Dataset entries:
//! Shared helper functions for CLI commands

use miette::Result;
use std::path::{Path, PathBuf};

use crate::core::config::Config;
use crate::core::loader::load_csv;
use crate::pipeline::{self, PipelineOptions, PipelineOutput};

/// Truncate a string to max_len characters, adding "..." if truncated
///
/// Counts characters, not bytes, so multi-byte names never split.
pub fn truncate_str(s: &str, max_len: usize) -> String {
    if s.chars().count() <= max_len {
        s.to_string()
    } else {
        let kept: String = s.chars().take(max_len.saturating_sub(3)).collect();
        format!("{}...", kept)
    }
}

/// Collapse a multi-line cell into one line for terminal tables
pub fn single_line(s: &str) -> String {
    s.lines().map(str::trim).filter(|l| !l.is_empty()).collect::<Vec<_>>().join(" / ")
}

/// Resolve an output file: explicit path, else `name` inside `dir`
pub fn output_path(explicit: Option<PathBuf>, dir: &Path, name: &str) -> PathBuf {
    explicit.unwrap_or_else(|| dir.join(name))
}

/// Load an export and run the pipeline over it
pub fn load_and_run(input: &Path, options: &PipelineOptions) -> Result<PipelineOutput> {
    if !input.exists() {
        return Err(miette::miette!("File not found: {}", input.display()));
    }
    let table = load_csv(input)?;
    if table.is_empty() {
        tracing::warn!("{} has a header but no task rows", input.display());
    }
    Ok(pipeline::run(table, options))
}

/// Pipeline options from config, with an optional command-line override
pub fn pipeline_options(
    config: &Config,
    policy: Option<pipeline::QuantityPolicy>,
) -> PipelineOptions {
    let mut options = PipelineOptions::from_config(config);
    if let Some(policy) = policy {
        options.quantity_policy = policy;
    }
    options
}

→ What is being asked
Copy out the entries exactly. Begin at the first line and end with the line that has "names never split.".

→ Task response
//! Shared helper functions for CLI commands

use miette::Result;
use std::path::{Path, PathBuf};

use crate::core::config::Config;
use crate::core::loader::load_csv;
use crate::pipeline::{self, PipelineOptions, PipelineOutput};

/// Truncate a string to max_len characters, adding "..." if truncated
///
/// Counts characters, not bytes, so multi-byte names never split.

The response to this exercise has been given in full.